--- GIVEN INFORMATION Enclosed Below ---
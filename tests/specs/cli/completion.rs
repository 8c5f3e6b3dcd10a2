// SPDX-License-Identifier: MIT
// Copyright (c) 2026 Alfred Jean LLC

//! Completion command specs.

#![allow(clippy::unwrap_used)]

use assert_cmd::cargo::cargo_bin_cmd;
use assert_cmd::Command;

fn aqua() -> Command {
    cargo_bin_cmd!("aqua")
}

#[yare::parameterized(
    bash = { "bash" },
    zsh = { "zsh" },
    fish = { "fish" },
)]
fn completion_generates_non_empty_output(shell: &str) {
    let output = aqua().args(["completion", shell]).output().unwrap();

    assert!(output.status.success());
    let stdout = String::from_utf8_lossy(&output.stdout);
    assert!(stdout.contains("aqua"));
}

#[test]
fn completion_ignores_broken_config() {
    let temp = tempfile::TempDir::new().unwrap();
    std::fs::write(temp.path().join("aqua.toml"), "[backend\n").unwrap();

    aqua()
        .args(["completion", "bash"])
        .current_dir(temp.path())
        .assert()
        .success();
}

#[test]
fn completion_invalid_shell_fails() {
    aqua().args(["completion", "tcsh"]).assert().failure();
}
--- End of Enclosed GIVEN INFORMATION ---
- [YOUR INSTRUCTIONS] Only an exact transcription of all the records above counts as an answer.

- [TASK RESPONSE]
filename tests/specs/cli/completion.rs
repository 8c5f3e6b3dcd10a2
// SPDX-License-Identifier: MIT
// Copyright (c) 2026 Alfred Jean LLC

//! Completion command specs.

#![allow(clippy::unwrap_used)]

use assert_cmd::cargo::cargo_bin_cmd;
use assert_cmd::Command;

fn aqua() -> Command {
    cargo_bin_cmd!("aqua")
}

#[yare::parameterized(
    bash = { "bash" },
    zsh = { "zsh" },
    fish = { "fish" },
)]
fn completion_generates_non_empty_output(shell: &str) {
    let output = aqua().args(["completion", shell]).output().unwrap();

    assert!(output.status.success());
    let stdout = String::from_utf8_lossy(&output.stdout);
    assert!(stdout.contains("aqua"));
}

#[test]
fn completion_ignores_broken_config() {
    let temp = tempfile::TempDir::new().unwrap();
    std::fs::write(temp.path().join("aqua.toml"), "[backend\n").unwrap();

    aqua()
        .args(["completion", "bash"])
        .current_dir(temp.path())
        .assert()
        .success();
}

#[test]
fn completion_invalid_shell_fails() {
    aqua().args(["completion", "tcsh"]).assert().failure();
}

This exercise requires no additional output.